Vaksin COVID mungkin akan segera menjadi kenyataan tetapi hilangnya pendidikan siswa tidak dapat dikompensasikan: Sisodia

Vaksin COVID mungkin akan segera menjadi kenyataan tetapi hilangnya pendidikan siswa tidak dapat dikompensasikan: Sisodia

Keluaran Hongkong

NEW DELHI: Pandemi COVID-19 akan menjadi masa lalu ketika vaksin menjadi kenyataan, tetapi hilangnya pendidikan yang diderita oleh siswa tidak dapat dikompensasikan, Wakil Kepala Menteri Delhi Manish Sisodia mengatakan pada hari Kamis.
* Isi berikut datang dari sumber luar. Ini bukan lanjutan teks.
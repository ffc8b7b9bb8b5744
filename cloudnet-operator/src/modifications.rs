use std::ops::{Deref, DerefMut};

use json_patch::{diff, PatchOperation};
use kube::{Resource, ResourceExt};
use serde::{de::DeserializeOwned, Serialize};
use serde_json::{json, Map, Value};

use crate::{
    errors::StoreError,
    store::{api_resource, from_dynamic, ObjectStore},
};

/// Helper construct to simplify patching objects against their pre-reconcile snapshot.
///
/// `original` is the last state known to be persisted, `modified` the working
/// copy the reconciler mutates.
pub(crate) struct Modifications<K> {
    original: K,
    modified: K,
}

impl<K> Deref for Modifications<K> {
    type Target = K;

    fn deref(&self) -> &Self::Target {
        &self.modified
    }
}

impl<K> DerefMut for Modifications<K> {
    fn deref_mut(&mut self) -> &mut Self::Target {
        &mut self.modified
    }
}

impl<K> Modifications<K>
where
    K: Resource<DynamicType = ()> + Clone + Serialize + DeserializeOwned,
{
    pub fn new(original: K) -> Self {
        let modified = original.clone();
        Self { original, modified }
    }

    pub fn is_deleted(&self) -> bool {
        self.modified.meta().deletion_timestamp.is_some()
    }

    pub fn has_finalizer(&self, finalizer: &str) -> bool {
        self.modified.finalizers().iter().any(|f| f == finalizer)
    }

    fn namespace_and_name(&self) -> (String, String) {
        (
            self.original.namespace().unwrap_or_default(),
            self.original.name_any(),
        )
    }

    /// Returns `true` if the finalizer was added.
    pub async fn add_finalizer(
        &mut self,
        store: &dyn ObjectStore,
        finalizer: &str,
    ) -> Result<bool, StoreError> {
        if self.has_finalizer(finalizer) {
            return Ok(false);
        }
        let mut target = self.original.clone();
        target.finalizers_mut().push(finalizer.to_string());
        self.patch_metadata(store, &target).await?;
        Ok(true)
    }

    /// Returns `true` if the finalizer was removed (or the object is already gone).
    pub async fn remove_finalizer(
        &mut self,
        store: &dyn ObjectStore,
        finalizer: &str,
    ) -> Result<bool, StoreError> {
        if !self.has_finalizer(finalizer) {
            return Ok(false);
        }
        let mut target = self.original.clone();
        target.finalizers_mut().retain(|f| f != finalizer);
        match self.patch_metadata(store, &target).await {
            Ok(()) => Ok(true),
            Err(StoreError::NotFound) => {
                self.modified.finalizers_mut().retain(|f| f != finalizer);
                Ok(true)
            }
            Err(e) => Err(e),
        }
    }

    /// JSON patch from `original` to `target` (status excluded), guarded by the
    /// original's resourceVersion.
    fn guarded_patch(&self, target: &K) -> Result<json_patch::Patch, StoreError> {
        let mut from = serde_json::to_value(&self.original)?;
        let mut to = serde_json::to_value(target)?;
        for v in [&mut from, &mut to] {
            if let Value::Object(o) = v {
                o.remove("status");
            }
        }
        let mut patch = diff(&from, &to);
        if let Some(rv) = self.original.resource_version() {
            let test: PatchOperation = serde_json::from_value(json!({
                "op": "test",
                "path": "/metadata/resourceVersion",
                "value": rv,
            }))?;
            patch.0.insert(0, test);
        }
        Ok(patch)
    }

    async fn patch_metadata(&mut self, store: &dyn ObjectStore, target: &K) -> Result<(), StoreError> {
        let patch = self.guarded_patch(target)?;
        let (namespace, name) = self.namespace_and_name();
        let updated = store
            .patch(&api_resource::<K>(), &namespace, &name, &patch)
            .await?;
        let updated: K = from_dynamic(updated)?;
        *self.original.meta_mut() = updated.meta().clone();
        *self.modified.meta_mut() = updated.meta().clone();
        Ok(())
    }

    /// Persist status changes as a JSON merge patch against the original snapshot.
    ///
    /// A vanished object is not an error.
    pub async fn patch_status(&mut self, store: &dyn ObjectStore) -> Result<(), StoreError> {
        let before = status_of(&self.original)?;
        let after = status_of(&self.modified)?;
        let patch = match merge_diff(&before, &after) {
            Some(diff) => json!({ "status": diff }),
            None => return Ok(()),
        };
        let (namespace, name) = self.namespace_and_name();
        match store
            .patch_status(&api_resource::<K>(), &namespace, &name, &patch)
            .await
        {
            Ok(updated) => {
                let updated: K = from_dynamic(updated)?;
                self.modified.meta_mut().resource_version = updated.meta().resource_version.clone();
                self.original = self.modified.clone();
                Ok(())
            }
            Err(StoreError::NotFound) => {
                debug!(
                    "{} {}/{} vanished before its status could be written",
                    K::kind(&()),
                    namespace,
                    name
                );
                Ok(())
            }
            Err(e) => Err(e),
        }
    }
}

fn status_of<K: Serialize>(object: &K) -> Result<Value, StoreError> {
    Ok(serde_json::to_value(object)?
        .get("status")
        .cloned()
        .unwrap_or(Value::Null))
}

/// RFC 7386 merge patch turning `before` into `after`, `None` if they are equal.
pub(crate) fn merge_diff(before: &Value, after: &Value) -> Option<Value> {
    if before == after {
        return None;
    }
    match (before, after) {
        (Value::Object(b), Value::Object(a)) => {
            let mut patch = Map::new();
            for (k, v) in a {
                match b.get(k) {
                    Some(old) => {
                        if let Some(d) = merge_diff(old, v) {
                            patch.insert(k.clone(), d);
                        }
                    }
                    None => {
                        patch.insert(k.clone(), v.clone());
                    }
                }
            }
            for k in b.keys() {
                if !a.contains_key(k) {
                    patch.insert(k.clone(), Value::Null);
                }
            }
            Some(Value::Object(patch))
        }
        _ => Some(after.clone()),
    }
}

#[cfg(test)]
mod tests {
    use super::*;
    use crate::testing::{network, MemoryStore};
    use cloudnet_operator_apis::{Managed, Network};

    #[test]
    fn merge_diff_nulls_removed_keys() {
        let before = json!({"externalID": "net-1", "lastAppliedSpec": {"cidr": "10.0.0.0/16"}, "conditions": []});
        let after = json!({"conditions": [{"type": "Ready"}], "lastSyncTime": "now"});
        assert_eq!(
            Some(json!({
                "externalID": null,
                "lastAppliedSpec": null,
                "conditions": [{"type": "Ready"}],
                "lastSyncTime": "now",
            })),
            merge_diff(&before, &after)
        );
        assert_eq!(None, merge_diff(&after, &after));
        assert_eq!(
            Some(json!({"a": {"b": 2}})),
            merge_diff(&json!({"a": {"b": 1, "c": 1}}), &json!({"a": {"b": 2, "c": 1}}))
        );
    }

    #[tokio::test]
    async fn finalizer_round_trip() {
        let store = MemoryStore::default();
        store.insert(&network("default", "main"));
        let current: Network = store.get_typed("default", "main").unwrap();
        let mut m = Modifications::new(current);
        assert!(m.add_finalizer(&store, "f").await.unwrap());
        assert!(!m.add_finalizer(&store, "f").await.unwrap());
        let persisted: Network = store.get_typed("default", "main").unwrap();
        assert_eq!(vec!["f".to_string()], persisted.finalizers().to_vec());

        assert!(m.remove_finalizer(&store, "f").await.unwrap());
        let persisted: Network = store.get_typed("default", "main").unwrap();
        assert!(persisted.finalizers().is_empty());
    }

    #[tokio::test]
    async fn stale_snapshot_conflicts() {
        let store = MemoryStore::default();
        store.insert(&network("default", "main"));
        let stale: Network = store.get_typed("default", "main").unwrap();
        let mut other = Modifications::new(stale.clone());
        other.add_finalizer(&store, "other").await.unwrap();

        let mut m = Modifications::new(stale);
        assert!(matches!(
            m.add_finalizer(&store, "f").await,
            Err(StoreError::Conflict(_))
        ));
    }

    #[tokio::test]
    async fn status_is_merged_not_replaced() {
        let store = MemoryStore::default();
        store.insert(&network("default", "main"));
        let current: Network = store.get_typed("default", "main").unwrap();
        let mut m = Modifications::new(current);
        m.managed_status_mut().external_id = "net-1".to_string();
        m.patch_status(&store).await.unwrap();

        // a concurrent writer touching a field we do not manage
        store.merge_status::<Network>("default", "main", json!({"lastSyncTime": "other"}));

        m.managed_status_mut().observed_generation = Some(7);
        m.patch_status(&store).await.unwrap();
        let persisted: Network = store.get_typed("default", "main").unwrap();
        let status = persisted.status.unwrap();
        assert_eq!("net-1", status.external_id);
        assert_eq!(Some(7), status.observed_generation);
        assert_eq!(Some("other".to_string()), status.last_sync_time);
    }

    #[tokio::test]
    async fn status_of_vanished_object_is_tolerated() {
        let store = MemoryStore::default();
        let mut m = Modifications::new(network("default", "gone"));
        m.managed_status_mut().external_id = "net-1".to_string();
        m.patch_status(&store).await.unwrap();
    }
}
#[async_trait]
impl Provider for SimulatedCloud {
    async fn validate(&self) -> Result<(), ProviderError> {
        let state = self.enter("validate").await?;
        match &state.validation_error {
            Some(reason) => Err(ProviderError::Api(format!("failed to list networks: {}", reason))),
            None => Ok(()),
        }
    }

    async fn create_network(&self, request: &CreateNetworkRequest) -> Result<String, ProviderError> {
        let id = {
            let mut state = self.enter("create_network").await?;
            let id = state.allocate("net");
            let record = Record::Network(NetworkInfo {
                id: id.clone(),
                name: request.name.clone(),
                description: request.description.clone(),
                cidr: request.cidr.clone(),
                status: String::new(),
            });
            state.add(&id, record, "CREATING", "ACTIVE");
            id
        };
        self.await_ready("network", &id).await?;
        Ok(id)
    }

    async fn get_network(&self, id: &str) -> Result<Option<NetworkInfo>, ProviderError> {
        get_record!(self, "get_network", id, Network)
    }

    async fn update_network(&self, id: &str, update: &NetworkUpdate) -> Result<(), ProviderError> {
        update_record!(self, "update_network", "network", id, Network, |r| {
            if let Some(d) = &update.description {
                r.description = d.clone();
            }
        })
    }

    async fn delete_network(&self, id: &str) -> Result<(), ProviderError> {
        let mut state = self.enter("delete_network").await?;
        let in_use = state
            .records
            .values()
            .any(|r| matches!(r, Record::Subnet(s) if s.network_id == id));
        if in_use {
            return Err(ProviderError::Api(format!("network {} still has subnets", id)));
        }
        if let Some(Record::Network(_)) = state.records.get(id) {
            state.remove(id);
        }
        Ok(())
    }

    async fn create_subnet(&self, request: &CreateSubnetRequest) -> Result<String, ProviderError> {
        let id = {
            let mut state = self.enter("create_subnet").await?;
            if !matches!(state.records.get(&request.network_id), Some(Record::Network(_))) {
                return Err(not_found("network", &request.network_id));
            }
            let id = state.allocate("sub");
            let record = Record::Subnet(SubnetInfo {
                id: id.clone(),
                name: request.name.clone(),
                network_id: request.network_id.clone(),
                description: request.description.clone(),
                cidr: request.cidr.clone(),
                gateway_ip: request.gateway_ip.clone(),
                status: String::new(),
            });
            state.add(&id, record, "CREATING", "ACTIVE");
            id
        };
        self.await_ready("subnet", &id).await?;
        Ok(id)
    }

    async fn get_subnet(&self, id: &str) -> Result<Option<SubnetInfo>, ProviderError> {
        get_record!(self, "get_subnet", id, Subnet)
    }

    async fn update_subnet(
        &self,
        network_id: &str,
        id: &str,
        update: &SubnetUpdate,
    ) -> Result<(), ProviderError> {
        update_record!(self, "update_subnet", "subnet", id, Subnet, |r| {
            if r.network_id != network_id {
                return Err(not_found("subnet", id));
            }
            if let Some(d) = &update.description {
                r.description = d.clone();
            }
        })
    }

    async fn delete_subnet(&self, network_id: &str, id: &str) -> Result<(), ProviderError> {
        let mut state = self.enter("delete_subnet").await?;
        match state.records.get(id) {
            Some(Record::Subnet(s)) if s.network_id != network_id => Err(ProviderError::Api(format!(
                "subnet {} does not belong to network {}",
                id, network_id
            ))),
            Some(Record::Subnet(_)) => {
                state.remove(id);
                Ok(())
            }
            _ => Ok(()),
        }
    }

    async fn create_security_group(
        &self,
        request: &CreateSecurityGroupRequest,
    ) -> Result<String, ProviderError> {
        let mut state = self.enter("create_security_group").await?;
        let id = state.allocate("sg");
        let record = Record::SecurityGroup(SecurityGroupInfo {
            id: id.clone(),
            name: request.name.clone(),
            description: request.description.clone(),
        });
        state.add(&id, record, "", "");
        Ok(id)
    }

    async fn get_security_group(&self, id: &str) -> Result<Option<SecurityGroupInfo>, ProviderError> {
        get_record!(self, "get_security_group", id, SecurityGroup)
    }

    async fn update_security_group(
        &self,
        id: &str,
        update: &SecurityGroupUpdate,
    ) -> Result<(), ProviderError> {
        update_record!(self, "update_security_group", "security group", id, SecurityGroup, |r| {
            if let Some(d) = &update.description {
                r.description = d.clone();
            }
        })
    }

    async fn delete_security_group(&self, id: &str) -> Result<(), ProviderError> {
        delete_record!(self, "delete_security_group", id, SecurityGroup)
    }

    async fn create_security_group_rule(
        &self,
        request: &CreateSecurityGroupRuleRequest,
    ) -> Result<String, ProviderError> {
        let mut state = self.enter("create_security_group_rule").await?;
        if !matches!(
            state.records.get(&request.security_group_id),
            Some(Record::SecurityGroup(_))
        ) {
            return Err(not_found("security group", &request.security_group_id));
        }
        let id = state.allocate("sgr");
        let record = Record::SecurityGroupRule(SecurityGroupRuleInfo {
            id: id.clone(),
            security_group_id: request.security_group_id.clone(),
            description: request.description.clone(),
            direction: request.direction,
            protocol: request.protocol,
            ethertype: request.ethertype,
            multiport: request.multiport.clone(),
            action: request.action,
            priority: request.priority,
        });
        state.add(&id, record, "", "");
        Ok(id)
    }

    async fn get_security_group_rule(
        &self,
        id: &str,
    ) -> Result<Option<SecurityGroupRuleInfo>, ProviderError> {
        get_record!(self, "get_security_group_rule", id, SecurityGroupRule)
    }

    async fn update_security_group_rule(
        &self,
        id: &str,
        update: &SecurityGroupRuleUpdate,
    ) -> Result<(), ProviderError> {
        update_record!(self, "update_security_group_rule", "security group rule", id, SecurityGroupRule, |r| {
            if let Some(d) = &update.description {
                r.description = d.clone();
            }
        })
    }

    async fn delete_security_group_rule(&self, id: &str) -> Result<(), ProviderError> {
        delete_record!(self, "delete_security_group_rule", id, SecurityGroupRule)
    }

    async fn create_public_ip(&self, request: &CreatePublicIpRequest) -> Result<String, ProviderError> {
        let id = {
            let mut state = self.enter("create_public_ip").await?;
            if request.bandwidth_size <= 0 {
                return Err(ProviderError::Invalid(format!(
                    "invalid bandwidth size {}",
                    request.bandwidth_size
                )));
            }
            let id = state.allocate("eip");
            let address = format!("80.158.{}.{}", state.next_id / 256, state.next_id % 256);
            let record = Record::PublicIp(PublicIpInfo {
                id: id.clone(),
                name: request.name.clone(),
                address,
                ip_type: request.ip_type.clone(),
                bandwidth_name: request.bandwidth_name.clone(),
                bandwidth_size: request.bandwidth_size,
                bandwidth_share_type: request.bandwidth_share_type.clone(),
                status: String::new(),
            });
            state.add(&id, record, "PENDING_CREATE", "ACTIVE");
            id
        };
        self.await_ready("public IP", &id).await?;
        Ok(id)
    }

    async fn get_public_ip(&self, id: &str) -> Result<Option<PublicIpInfo>, ProviderError> {
        get_record!(self, "get_public_ip", id, PublicIp)
    }

    async fn update_public_ip(&self, id: &str, update: &PublicIpUpdate) -> Result<(), ProviderError> {
        update_record!(self, "update_public_ip", "public IP", id, PublicIp, |r| {
            if let Some(size) = update.bandwidth_size {
                r.bandwidth_size = size;
            }
        })
    }

    async fn delete_public_ip(&self, id: &str) -> Result<(), ProviderError> {
        delete_record!(self, "delete_public_ip", id, PublicIp)
    }

    async fn create_nat_gateway(
        &self,
        request: &CreateNatGatewayRequest,
    ) -> Result<String, ProviderError> {
        let id = {
            let mut state = self.enter("create_nat_gateway").await?;
            if !matches!(state.records.get(&request.subnet_id), Some(Record::Subnet(_))) {
                return Err(not_found("subnet", &request.subnet_id));
            }
            let id = state.allocate("nat");
            let record = Record::NatGateway(NatGatewayInfo {
                id: id.clone(),
                name: request.name.clone(),
                description: request.description.clone(),
                spec: request.spec.clone(),
                network_id: request.network_id.clone(),
                subnet_id: request.subnet_id.clone(),
                status: String::new(),
            });
            state.add(&id, record, "PENDING_CREATE", "ACTIVE");
            id
        };
        self.await_ready("NAT gateway", &id).await?;
        Ok(id)
    }

    async fn get_nat_gateway(&self, id: &str) -> Result<Option<NatGatewayInfo>, ProviderError> {
        get_record!(self, "get_nat_gateway", id, NatGateway)
    }

    async fn update_nat_gateway(
        &self,
        id: &str,
        update: &NatGatewayUpdate,
    ) -> Result<(), ProviderError> {
        update_record!(self, "update_nat_gateway", "NAT gateway", id, NatGateway, |r| {
            if let Some(d) = &update.description {
                r.description = d.clone();
            }
            if let Some(s) = &update.spec {
                r.spec = s.clone();
            }
        })
    }

    async fn delete_nat_gateway(&self, id: &str) -> Result<(), ProviderError> {
        delete_record!(self, "delete_nat_gateway", id, NatGateway)
    }

    async fn create_snat_rule(&self, request: &CreateSnatRuleRequest) -> Result<String, ProviderError> {
        let id = {
            let mut state = self.enter("create_snat_rule").await?;
            if !matches!(state.records.get(&request.nat_gateway_id), Some(Record::NatGateway(_))) {
                return Err(not_found("NAT gateway", &request.nat_gateway_id));
            }
            if !matches!(state.records.get(&request.public_ip_id), Some(Record::PublicIp(_))) {
                return Err(not_found("public IP", &request.public_ip_id));
            }
            let id = state.allocate("snat");
            let record = Record::SnatRule(SnatRuleInfo {
                id: id.clone(),
                nat_gateway_id: request.nat_gateway_id.clone(),
                subnet_id: request.subnet_id.clone(),
                public_ip_id: request.public_ip_id.clone(),
                description: request.description.clone(),
                status: String::new(),
            });
            state.add(&id, record, "PENDING_CREATE", "ACTIVE");
            id
        };
        self.await_ready("SNAT rule", &id).await?;
        Ok(id)
    }

    async fn get_snat_rule(&self, id: &str) -> Result<Option<SnatRuleInfo>, ProviderError> {
        get_record!(self, "get_snat_rule", id, SnatRule)
    }

    async fn update_snat_rule(&self, id: &str, update: &SnatRuleUpdate) -> Result<(), ProviderError> {
        update_record!(self, "update_snat_rule", "SNAT rule", id, SnatRule, |r| {
            if let Some(d) = &update.description {
                r.description = d.clone();
            }
        })
    }

    async fn delete_snat_rule(&self, id: &str) -> Result<(), ProviderError> {
        delete_record!(self, "delete_snat_rule", id, SnatRule)
    }
}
Sisodia, yang juga menteri pendidikan Delhi, mengatakan meskipun upaya sedang dilakukan untuk menyediakan pendidikan online karena sekolah tetap ditutup, memberikan akses ke kelas-kelas ini kepada siswa yang kekurangan fasilitas atau perangkat internet terus menjadi tantangan.

“Sebentar lagi vaksin korona akan diedarkan ke seluruh dunia, dan pandemi ini akan tinggal sejarah. Tapi hilangnya pendidikan yang dihadapi siswa kita saat ini tidak bisa diimbangi dengan vaksin apapun. Untuk meminimalisir kerugian ini, kita terus bekerja keras. tentang solusi, “kata Sisodia di sebuah acara, di mana tablet dibagikan di antara siswa Kelas 11 sekolah negeri Delhi.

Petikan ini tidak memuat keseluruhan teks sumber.